To me, making amends in this moment looks like this.
It means admitting that I fucked up, that I know I fucked up, that I feel guilty about it, and I need to sit with that discomfort. One thing I've learned from counseling is that when something makes you feel uncomfortable, you sit with it and think about it. You do NOT turn away.
It means trying to talk to other men and help them see that same thing - that almost all of us put drops into buckets of trauma, that we contribute to a toxic environment for women. That it doesn't matter if it's only one drop in one bucket, it's STILL contributing to it.
And if we aren't doing it anymore, that's great. But that doesn't erase or make up for what we did when we were younger and less aware, less cognizant, less respectful.

Stopping a behavior does not absolve you of what you have already done.
And honestly, there may not be absolution.

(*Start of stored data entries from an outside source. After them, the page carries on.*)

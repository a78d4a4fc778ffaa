//! Stripe payment provider adapter.
//!
//! Implements the `PaymentProvider` trait with one call to the Stripe API:
//! `POST /v1/payment_intents`. Requests are form-encoded with HTTP basic
//! auth, per Stripe's API conventions. Stripe's own error message is
//! surfaced verbatim where available so callers see what the processor
//! said, not a paraphrase.

use async_trait::async_trait;
use secrecy::{ExposeSecret, SecretString};

use crate::ports::{
    CreatePaymentIntentRequest, PaymentError, PaymentErrorCode, PaymentIntent, PaymentProvider,
};

use super::api_types::{StripeErrorEnvelope, StripePaymentIntent};

/// Stripe API configuration.
#[derive(Clone)]
pub struct StripeConfig {
    /// Stripe secret API key (sk_live_... or sk_test_...).
    api_key: SecretString,

    /// Base URL for the Stripe API (default: https://api.stripe.com).
    api_base_url: String,
}

impl StripeConfig {
    /// Create a new Stripe configuration.
    pub fn new(api_key: impl Into<String>) -> Self {
        Self {
            api_key: SecretString::new(api_key.into()),
            api_base_url: "https://api.stripe.com".to_string(),
        }
    }

    /// Set a custom API base URL (stub servers in tests).
    pub fn with_base_url(mut self, url: impl Into<String>) -> Self {
        self.api_base_url = url.into();
        self
    }
}

/// Stripe payment provider adapter.
pub struct StripePaymentAdapter {
    config: StripeConfig,
    http_client: reqwest::Client,
}

impl StripePaymentAdapter {
    /// Create a new Stripe adapter with the given configuration.
    pub fn new(config: StripeConfig) -> Self {
        Self {
            config,
            http_client: reqwest::Client::new(),
        }
    }

    /// Map a non-2xx Stripe response to a `PaymentError`.
    ///
    /// Prefers the message inside Stripe's error envelope; falls back to
    /// the raw body when the envelope cannot be parsed.
    fn error_from_response(status: reqwest::StatusCode, body: &str) -> PaymentError {
        let code = match status.as_u16() {
            401 | 403 => PaymentErrorCode::AuthenticationError,
            429 => PaymentErrorCode::RateLimitExceeded,
            400 | 402 | 404 => PaymentErrorCode::InvalidRequest,
            _ => PaymentErrorCode::ProviderError,
        };

        match serde_json::from_str::<StripeErrorEnvelope>(body) {
            Ok(envelope) => {
                let message = envelope.error.message.unwrap_or_else(|| {
                    format!("Stripe API error (HTTP {})", status.as_u16())
                });
                let error = PaymentError::new(code, message);
                match envelope.error.code {
                    Some(provider_code) => error.with_provider_code(provider_code),
                    None => error,
                }
            }
            Err(_) => PaymentError::new(code, format!("Stripe API error: {}", body)),
        }
    }
}

#[async_trait]
impl PaymentProvider for StripePaymentAdapter {
    async fn create_payment_intent(
        &self,
        request: CreatePaymentIntentRequest,
    ) -> Result<PaymentIntent, PaymentError> {
        let url = format!("{}/v1/payment_intents", self.config.api_base_url);

        let mut params = vec![
            ("amount", request.amount.to_string()),
            ("currency", request.currency.clone()),
        ];

        if request.automatic_payment_methods {
            params.push(("automatic_payment_methods[enabled]", "true".to_string()));
        }

        let response = self
            .http_client
            .post(&url)
            .basic_auth(self.config.api_key.expose_secret(), Option::<&str>::None)
            .form(&params)
            .send()
            .await
            .map_err(|e| {
                if e.is_timeout() {
                    PaymentError::network(format!("Stripe request timed out: {}", e))
                } else {
                    PaymentError::network(e.to_string())
                }
            })?;

        if !response.status().is_success() {
            let status = response.status();
            let body = response.text().await.unwrap_or_default();
            tracing::error!(
                status = status.as_u16(),
                error = %body,
                "Stripe create_payment_intent failed"
            );
            return Err(Self::error_from_response(status, &body));
        }

        let intent: StripePaymentIntent = response.json().await.map_err(|e| {
            PaymentError::provider(format!("Failed to parse Stripe response: {}", e))
        })?;

        let client_secret = intent.client_secret.ok_or_else(|| {
            PaymentError::provider("Stripe response missing client_secret")
        })?;

        Ok(PaymentIntent {
            id: intent.id,
            client_secret,
            amount: intent.amount,
            currency: intent.currency,
            status: intent.status,
            created: intent.created,
        })
    }
}
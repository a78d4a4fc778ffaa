//! CreatePaymentIntentHandler - command handler for creating a payment intent.

use std::sync::Arc;

use crate::ports::{CreatePaymentIntentRequest, PaymentError, PaymentIntent, PaymentProvider};

/// Command to create a payment intent for the given amount.
#[derive(Debug, Clone)]
pub struct CreatePaymentIntentCommand {
    /// Amount in the smallest unit of the configured currency.
    pub amount: i64,
}

/// Result of successful intent creation.
#[derive(Debug, Clone)]
pub struct CreatePaymentIntentResult {
    /// Opaque token the calling client uses to complete the payment.
    pub client_secret: String,

    /// The full intent as returned by the provider.
    pub intent: PaymentIntent,
}

/// Handler for creating payment intents.
///
/// The currency is fixed per deployment and never taken from the command.
/// The amount is forwarded to the provider exactly as received, without
/// bounds or sign checks; the provider is the sole authority on whether an
/// amount is acceptable. Every intent requests automatic payment method
/// selection.
pub struct CreatePaymentIntentHandler {
    payment_provider: Arc<dyn PaymentProvider>,
    currency: String,
}

impl CreatePaymentIntentHandler {
    pub fn new(payment_provider: Arc<dyn PaymentProvider>, currency: impl Into<String>) -> Self {
        Self {
            payment_provider,
            currency: currency.into(),
        }
    }

    pub async fn handle(
        &self,
        cmd: CreatePaymentIntentCommand,
    ) -> Result<CreatePaymentIntentResult, PaymentError> {
        let intent = self
            .payment_provider
            .create_payment_intent(CreatePaymentIntentRequest {
                amount: cmd.amount,
                currency: self.currency.clone(),
                automatic_payment_methods: true,
            })
            .await?;

        Ok(CreatePaymentIntentResult {
            client_secret: intent.client_secret.clone(),
            intent,
        })
    }
}
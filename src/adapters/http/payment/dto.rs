//! HTTP DTOs (Data Transfer Objects) for the payment endpoints.
//!
//! These types define the JSON request/response structure of the relay's
//! invocation boundary.

use serde::{Deserialize, Serialize};

/// Request to create a payment intent.
#[derive(Debug, Clone, Deserialize)]
pub struct CreateIntentRequest {
    /// Amount in minor currency units (e.g. sen). Forwarded to the
    /// processor without validation.
    pub amount: i64,
}

/// Response for intent creation.
///
/// Exactly one of the two variants is ever produced: the client secret on
/// success, or the processor's error message on failure. Failures share
/// the success status code; callers branch on the body shape.
#[derive(Debug, Clone, Serialize)]
#[serde(untagged)]
pub enum IntentResponse {
    /// Intent created; the client completes the payment with the secret.
    Completed {
        #[serde(rename = "clientSecret")]
        client_secret: String,
    },

    /// The processor call failed; the message is relayed as-is.
    Failed { error: String },
}
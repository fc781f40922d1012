//! service-core: Shared infrastructure for the contact relay services.
pub mod config;
pub mod error;
pub mod middleware;
pub mod observability;

pub use axum;
pub use serde;
pub use serde_json;
pub use tokio;
pub use tower;
pub use tower_http;
pub use tracing;
use serde::{Deserialize, Deserializer, Serialize};
use validator::Validate;

use crate::error::ContactError;

pub const SUCCESS_MESSAGE: &str = "Valid email. WhatsApp message sent!";

/// Inbound contact-form payload.
///
/// Absent and `null` fields both deserialize to the empty string so that a
/// missing field and a blank one are rejected the same way.
#[derive(Debug, Clone, Default, Deserialize, Validate)]
pub struct ContactSubmission {
    #[serde(default, deserialize_with = "null_as_empty")]
    #[validate(length(min = 1))]
    pub name: String,
    #[serde(default, deserialize_with = "null_as_empty")]
    #[validate(length(min = 1))]
    pub email: String,
    #[serde(default, deserialize_with = "null_as_empty")]
    #[validate(length(min = 1))]
    pub service: String,
    #[serde(default, deserialize_with = "null_as_empty")]
    #[validate(length(min = 1))]
    pub message: String,
}

impl ContactSubmission {
    /// All four fields must be non-empty.
    pub fn ensure_complete(&self) -> Result<(), ContactError> {
        self.validate().map_err(|errors| {
            tracing::debug!(errors = %errors, "Incomplete submission");
            ContactError::MissingFields
        })
    }
}

fn null_as_empty<'de, D>(deserializer: D) -> Result<String, D::Error>
where
    D: Deserializer<'de>,
{
    Ok(Option::<String>::deserialize(deserializer)?.unwrap_or_default())
}

#[derive(Debug, Serialize)]
pub struct SubmitContactResponse {
    pub success: bool,
    pub message: String,
    pub sid: String,
}

impl SubmitContactResponse {
    pub fn delivered(sid: String) -> Self {
        Self {
            success: true,
            message: SUCCESS_MESSAGE.to_string(),
            sid,
        }
    }
}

And I'm okay with carrying that weight, of leaning in for a kiss and realizing I completely misread the moment, of crashing with someone and trying to make out with them.
Hell, at one point when I was in my early 20s and leaving a job, I picked up one of my work friends and put her over my shoulder as a joke. We all laughed, but was it actual laughter or just an attempt to spackle over the awkwardness of it?
These are things that I did. That weight is on me. I remember those moments, and I do better. And I wish I could make better amends than this, than saying I remember and I regret and I won't forget and I'm sorry that I contributed to the weight women carry.
I wish I could make better amends than saying here are ways I fucked up. Do better than I did.

And the really fucked up part is that I'm also the guy that women turned to when they were drunk and needed to get home safely. I'm the guy who held their hair back while they puked.